YOUR ASSIGNMENT
Each line from the material with the word "Debug" in it must be copied.

DATA TO USE
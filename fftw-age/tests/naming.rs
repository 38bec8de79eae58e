use fftw_age::{Direction, Error, Rigour, Transform};
use serde::Deserialize;

#[derive(Deserialize)]
struct Named {
    planner: String,
    direction: String,
    dims: [usize; 3],
    name: String,
}

#[derive(Deserialize)]
struct Rejected {
    planner: String,
    direction: String,
    dims: [usize; 3],
    error: String,
}

fn transform(planner: &str, direction: &str, dims: [usize; 3]) -> Result<Transform, Error> {
    let rigour: Rigour = planner.parse()?;
    let direction: Direction = direction.parse()?;
    let transform = Transform::in_place_c2c(direction, rigour, dims);
    transform.validate()?;
    Ok(transform)
}

#[test]
fn wisdom_file_names() {
    let cases: Vec<Named> = serde_json::from_str(std::include_str!("cases/names.json")).unwrap();
    for case in cases {
        let t = transform(&case.planner, &case.direction, case.dims).unwrap();
        assert_eq!(fftw_age::wisdom_file_name(&t), case.name);
        assert_eq!(fftw_age::parse_wisdom_file_name(&case.name).unwrap(), t);
        assert_eq!(
            fftw_age::wisdom_path("out", &t),
            std::path::Path::new("out").join(&case.name)
        );
    }
}

#[test]
fn rejected_transforms() {
    let cases: Vec<Rejected> =
        serde_json::from_str(std::include_str!("cases/rejected.json")).unwrap();
    for case in cases {
        let err = transform(&case.planner, &case.direction, case.dims).unwrap_err();
        let kind = match err {
            Error::Unsupported { .. } => "unsupported",
            Error::InvalidCode { .. } => "invalid-code",
            Error::InvalidDimensions { .. } => "dimensions",
            ref other => panic!("unexpected error {:?}", other),
        };
        assert_eq!(
            kind, case.error,
            "{} {} {:?}: {}",
            case.planner, case.direction, case.dims, err
        );
    }
}
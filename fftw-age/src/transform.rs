//! Transform descriptions and validation against the supported subset.

use crate::error::{Error, Result};
use fftw::types::{Flag, Sign};
use libc::c_int;
use std::convert::TryFrom;
use std::fmt;
use std::mem;
use std::str::FromStr;

macro_rules! code_enum {
    {
        $(#[$attr:meta])*
        $name:ident, $what:literal {
            $($(#[$vattr:meta])* $variant:ident => $code:literal,)*
        }
    } => {
        $(#[$attr])*
        #[derive(Copy, Clone, Debug, PartialEq, Eq, Hash)]
        pub enum $name {
            $($(#[$vattr])* $variant,)*
        }

        impl $name {
            /// The one-letter code used on the command line and in wisdom file names.
            pub fn code(self) -> &'static str {
                match self {
                    $(Self::$variant => $code,)*
                }
            }
        }

        impl FromStr for $name {
            type Err = Error;

            fn from_str(s: &str) -> Result<Self> {
                match s {
                    $($code => Ok(Self::$variant),)*
                    _ => Err(Error::InvalidCode {
                        what: $what,
                        code: s.to_string(),
                    }),
                }
            }
        }

        impl fmt::Display for $name {
            fn fmt(&self, f: &mut fmt::Formatter) -> fmt::Result {
                f.write_str(self.code())
            }
        }
    }
}

code_enum! {
    /// Input and output domains of a transform.
    TransformType, "type" {
        /// Complex-to-complex.
        C2C => "c",
        /// Real-to-complex.
        R2C => "f",
        /// Complex-to-real.
        C2R => "b",
        /// Real-to-real.
        R2R => "r",
    }
}

code_enum! {
    /// Whether a transform reads and writes the same buffer.
    Arrangement, "arrangement" {
        InPlace => "i",
        OutOfPlace => "o",
    }
}

code_enum! {
    /// Transform direction.
    Direction, "direction" {
        Forward => "f",
        Backward => "b",
    }
}

code_enum! {
    /// Planner rigour.
    ///
    /// See <https://www.fftw.org/fftw3_doc/Planner-Flags.html>.
    Rigour, "planner" {
        Estimate => "e",
        Measure => "m",
        Patient => "p",
        Exhaustive => "x",
    }
}

impl Direction {
    pub fn sign(self) -> Sign {
        match self {
            Self::Forward => Sign::Forward,
            Self::Backward => Sign::Backward,
        }
    }
}

impl Rigour {
    pub fn flag(self) -> Flag {
        match self {
            Self::Estimate => Flag::ESTIMATE,
            Self::Measure => Flag::MEASURE,
            Self::Patient => Flag::PATIENT,
            Self::Exhaustive => Flag::EXHAUSIVE,
        }
    }
}

/// A 3D transform for which wisdom may be generated.
#[derive(Copy, Clone, Debug, PartialEq, Eq, Hash)]
pub struct Transform {
    pub kind: TransformType,
    pub arrangement: Arrangement,
    pub direction: Direction,
    pub rigour: Rigour,
    pub dims: [usize; 3],
}

impl Transform {
    /// Describe a transform.  The description is not checked until [`validate`](Self::validate).
    pub fn new(
        kind: TransformType,
        arrangement: Arrangement,
        direction: Direction,
        rigour: Rigour,
        dims: [usize; 3],
    ) -> Self {
        Self {
            kind,
            arrangement,
            direction,
            rigour,
            dims,
        }
    }

    /// An in-place complex-to-complex transform, the only kind currently supported.
    pub fn in_place_c2c(direction: Direction, rigour: Rigour, dims: [usize; 3]) -> Self {
        Self::new(
            TransformType::C2C,
            Arrangement::InPlace,
            direction,
            rigour,
            dims,
        )
    }

    /// Number of elements in the transform grid.
    ///
    /// Saturates on overflow; [`validate`](Self::validate) rejects such grids.
    pub fn len(&self) -> usize {
        self.checked_len().unwrap_or(usize::MAX)
    }

    pub fn is_empty(&self) -> bool {
        self.dims.iter().any(|&n| n == 0)
    }

    fn checked_len(&self) -> Option<usize> {
        self.dims
            .iter()
            .try_fold(1usize, |acc, &n| acc.checked_mul(n))
    }

    /// Size in bytes of the double precision complex grid, if it is addressable.
    pub fn bytes(&self) -> Option<usize> {
        self.checked_len()?
            .checked_mul(mem::size_of::<[f64; 2]>())
            .filter(|&n| n <= isize::MAX as usize)
    }

    /// The dimensions as FFTW expects them.
    pub(crate) fn fftw_dims(&self) -> Result<[c_int; 3]> {
        let dim = |n: usize| {
            c_int::try_from(n).map_err(|_| self.invalid_dims("dimension does not fit in a C int"))
        };
        Ok([dim(self.dims[0])?, dim(self.dims[1])?, dim(self.dims[2])?])
    }

    /// Identifying tag, e.g. `cif_64x64x64_m`.
    pub fn tag(&self) -> String {
        format!(
            "{}{}{}_{}x{}x{}_{}",
            self.kind,
            self.arrangement,
            self.direction,
            self.dims[0],
            self.dims[1],
            self.dims[2],
            self.rigour
        )
    }

    /// Check that the transform lies within the supported subset.
    pub fn validate(&self) -> Result<()> {
        if self.kind != TransformType::C2C {
            return Err(self.unsupported(
                "only complex-to-complex transforms are currently supported",
            ));
        }
        if self.arrangement != Arrangement::InPlace {
            return Err(self.unsupported("only in-place transforms are supported"));
        }
        match self.rigour {
            Rigour::Measure | Rigour::Patient => {}
            _ => {
                return Err(self.unsupported(
                    "only FFTW_MEASURE and FFTW_PATIENT planners are currently supported",
                ))
            }
        }

        if self.is_empty() {
            return Err(self.invalid_dims("every dimension must be positive"));
        }
        self.fftw_dims()?;
        if self.bytes().is_none() {
            return Err(self.invalid_dims("grid size overflows"));
        }
        Ok(())
    }

    fn unsupported(&self, reason: &'static str) -> Error {
        Error::Unsupported {
            tag: self.tag(),
            reason,
        }
    }

    fn invalid_dims(&self, reason: &'static str) -> Error {
        Error::InvalidDimensions {
            dims: self.dims,
            reason,
        }
    }
}

impl fmt::Display for Transform {
    fn fmt(&self, f: &mut fmt::Formatter) -> fmt::Result {
        f.write_str(&self.tag())
    }
}
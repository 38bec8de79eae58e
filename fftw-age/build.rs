//! Links FFTW's threaded planner.
//!
//! `fftw-sys` only links the serial `fftw3` library, while `fftw_init_threads` and friends live
//! in a separate library: `fftw3_threads` (pthreads) by default, or `fftw3_omp` with the `omp`
//! feature.
//!
//! # Environment Variables
//!
//! - `FFTW_LIB_DIR`: extra directory to search for the FFTW libraries (optional)

fn main() {
    println!("cargo:rerun-if-env-changed=FFTW_LIB_DIR");
    if let Ok(dir) = std::env::var("FFTW_LIB_DIR") {
        println!("cargo:rustc-link-search=native={}", dir);
    }

    if std::env::var_os("CARGO_FEATURE_OMP").is_some() {
        println!("cargo:rustc-link-lib=fftw3_omp");
        println!("cargo:rustc-link-lib=gomp");
    } else {
        println!("cargo:rustc-link-lib=fftw3_threads");
        println!("cargo:rustc-link-lib=pthread");
    }
}
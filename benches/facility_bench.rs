//! Criterion benchmarks for u-facility.
//!
//! Uses a small regional distribution network (3 plants, 4 warehouses,
//! 6 demand zones) and a synthetic grid instance to measure greedy
//! construction and fixed set search overhead.

use std::time::Duration;

use criterion::{black_box, criterion_group, criterion_main, BenchmarkId, Criterion};
use rand::rngs::StdRng;
use rand::{Rng, SeedableRng};
use u_facility::greedy::{GreedyConfig, GreedyConstructor};
use u_facility::mfss::{MfssConfig, MfssRunner};
use u_facility::model::Instance;
use u_facility::optimizer::ExactOptimizer;

// ===========================================================================
// Regional distribution network
// ===========================================================================

fn regional_network() -> Instance {
    Instance::new(
        vec![120000.0, 115000.0, 110000.0],
        vec![300.0, 250.0, 250.0],
        vec![60000.0, 58000.0, 55000.0, 53000.0],
        vec![220.0, 210.0, 200.0, 180.0],
        vec![90.0, 110.0, 100.0, 90.0, 70.0, 60.0],
        vec![
            vec![10.0, 14.0, 16.0, 15.0],
            vec![16.0, 12.0, 10.0, 17.0],
            vec![11.0, 15.0, 18.0, 14.0],
        ],
        vec![
            vec![8.0, 9.0, 5.0, 11.0, 12.0, 15.0],
            vec![6.0, 8.0, 10.0, 7.0, 11.0, 13.0],
            vec![7.0, 9.0, 12.0, 6.0, 10.0, 14.0],
            vec![10.0, 7.0, 11.0, 8.0, 13.0, 6.0],
        ],
    )
    .expect("valid instance")
}

// ===========================================================================
// Random instance: facilities and customers on a unit square
// ===========================================================================

fn random_instance(n_i: usize, n_j: usize, n_k: usize, seed: u64) -> Instance {
    let mut rng = StdRng::seed_from_u64(seed);
    let mut point = || (rng.random_range(0.0..1.0), rng.random_range(0.0..1.0));
    let primaries: Vec<(f64, f64)> = (0..n_i).map(|_| point()).collect();
    let secondaries: Vec<(f64, f64)> = (0..n_j).map(|_| point()).collect();
    let customers: Vec<(f64, f64)> = (0..n_k).map(|_| point()).collect();
    let dist = |a: (f64, f64), b: (f64, f64)| ((a.0 - b.0).powi(2) + (a.1 - b.1).powi(2)).sqrt();

    let demand = vec![10.0; n_k];
    let total: f64 = demand.iter().sum();
    Instance::new(
        vec![500.0; n_i],
        vec![total * 2.0 / n_i as f64; n_i],
        vec![200.0; n_j],
        vec![total * 2.0 / n_j as f64; n_j],
        demand,
        primaries
            .iter()
            .map(|&p| secondaries.iter().map(|&s| 10.0 * dist(p, s)).collect())
            .collect(),
        secondaries
            .iter()
            .map(|&s| customers.iter().map(|&c| 10.0 * dist(s, c)).collect())
            .collect(),
    )
    .expect("valid instance")
}

// ===========================================================================
// Benchmarks
// ===========================================================================

fn bench_greedy(c: &mut Criterion) {
    let mut group = c.benchmark_group("greedy_construct");
    group.sample_size(10);

    let optimizer = ExactOptimizer::default();
    for &rcl in &[1usize, 2, 3] {
        let inst = regional_network();
        let config = GreedyConfig::default().with_rcl_size(rcl);
        group.bench_with_input(BenchmarkId::from_parameter(rcl), &(inst, config), |b, (i, c)| {
            let mut rng = StdRng::seed_from_u64(42);
            b.iter(|| {
                let result = GreedyConstructor::run(black_box(i), &optimizer, black_box(c), &mut rng);
                black_box(result)
            })
        });
    }
    group.finish();
}

fn bench_mfss(c: &mut Criterion) {
    let mut group = c.benchmark_group("mfss");
    group.sample_size(10);

    let optimizer = ExactOptimizer::default();
    for (n_i, n_j, n_k) in [(3usize, 4usize, 6usize), (5, 10, 30), (8, 15, 60)] {
        let inst = if n_i == 3 {
            regional_network()
        } else {
            random_instance(n_i, n_j, n_k, 7)
        };
        let config = MfssConfig::default()
            .with_population_size(10)
            .with_n_best(5)
            .with_size_max(5)
            .with_initial_time_limit(Duration::from_millis(50))
            .with_max_iterations(20)
            .with_seed(42);
        group.bench_with_input(
            BenchmarkId::new(format!("i{}_j{}_k{}", n_i, n_j, n_k), n_k),
            &(inst, config),
            |b, (i, c)| {
                b.iter(|| {
                    let result = MfssRunner::run(black_box(i), &optimizer, black_box(c));
                    black_box(result)
                })
            },
        );
    }
    group.finish();
}

criterion_group!(benches, bench_greedy, bench_mfss);
criterion_main!(benches);
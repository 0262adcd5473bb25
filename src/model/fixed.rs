//! Partial assignments of facility decisions.

use std::collections::BTreeMap;

use super::solution::Solution;

/// A partial assignment forcing some facilities open (`true`) or
/// closed (`false`) for a single optimizer call.
///
/// Facilities that do not appear in the set are free.
#[derive(Debug, Clone, Default, PartialEq, Eq)]
#[cfg_attr(feature = "serde", derive(serde::Serialize, serde::Deserialize))]
pub struct FixedSet {
    primaries: BTreeMap<usize, bool>,
    secondaries: BTreeMap<usize, bool>,
}

impl FixedSet {
    pub fn new() -> Self {
        Self::default()
    }

    /// Fixes every facility to the value it has in `solution`.
    pub fn from_solution(solution: &Solution) -> Self {
        Self::from_pattern(&solution.open_i, &solution.open_j)
    }

    /// Fixes every facility to the given 0/1 pattern.
    pub fn from_pattern(open_i: &[u8], open_j: &[u8]) -> Self {
        Self {
            primaries: open_i.iter().map(|&b| b != 0).enumerate().collect(),
            secondaries: open_j.iter().map(|&b| b != 0).enumerate().collect(),
        }
    }

    pub fn fix_primary(&mut self, i: usize, open: bool) {
        self.primaries.insert(i, open);
    }

    pub fn fix_secondary(&mut self, j: usize, open: bool) {
        self.secondaries.insert(j, open);
    }

    pub fn primary(&self, i: usize) -> Option<bool> {
        self.primaries.get(&i).copied()
    }

    pub fn secondary(&self, j: usize) -> Option<bool> {
        self.secondaries.get(&j).copied()
    }

    /// Fixed primaries in index order.
    pub fn primaries(&self) -> impl Iterator<Item = (usize, bool)> + '_ {
        self.primaries.iter().map(|(&i, &v)| (i, v))
    }

    /// Fixed secondaries in index order.
    pub fn secondaries(&self) -> impl Iterator<Item = (usize, bool)> + '_ {
        self.secondaries.iter().map(|(&j, &v)| (j, v))
    }

    /// Number of fixed facilities.
    pub fn len(&self) -> usize {
        self.primaries.len() + self.secondaries.len()
    }

    pub fn is_empty(&self) -> bool {
        self.len() == 0
    }
}

#[cfg(test)]
mod tests {
    use super::*;

    #[test]
    fn test_from_pattern() {
        let fixed = FixedSet::from_pattern(&[1, 0], &[0, 0, 1]);
        assert_eq!(fixed.len(), 5);
        assert_eq!(fixed.primary(0), Some(true));
        assert_eq!(fixed.primary(1), Some(false));
        assert_eq!(fixed.secondary(2), Some(true));
        assert_eq!(fixed.secondary(3), None);
    }

    #[test]
    fn test_partial() {
        let mut fixed = FixedSet::new();
        assert!(fixed.is_empty());
        fixed.fix_secondary(4, false);
        fixed.fix_primary(1, true);
        fixed.fix_primary(1, false);
        assert_eq!(fixed.len(), 2);
        assert_eq!(fixed.primaries().collect::<Vec<_>>(), vec![(1, false)]);
        assert_eq!(fixed.secondaries().collect::<Vec<_>>(), vec![(4, false)]);
    }
}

RESULT FOR THIS EXERCISE
        #[derive(Copy, Clone, Debug, PartialEq, Eq, Hash)]
#[derive(Copy, Clone, Debug, PartialEq, Eq, Hash)]
#[derive(Debug, Clone, Default, PartialEq, Eq)]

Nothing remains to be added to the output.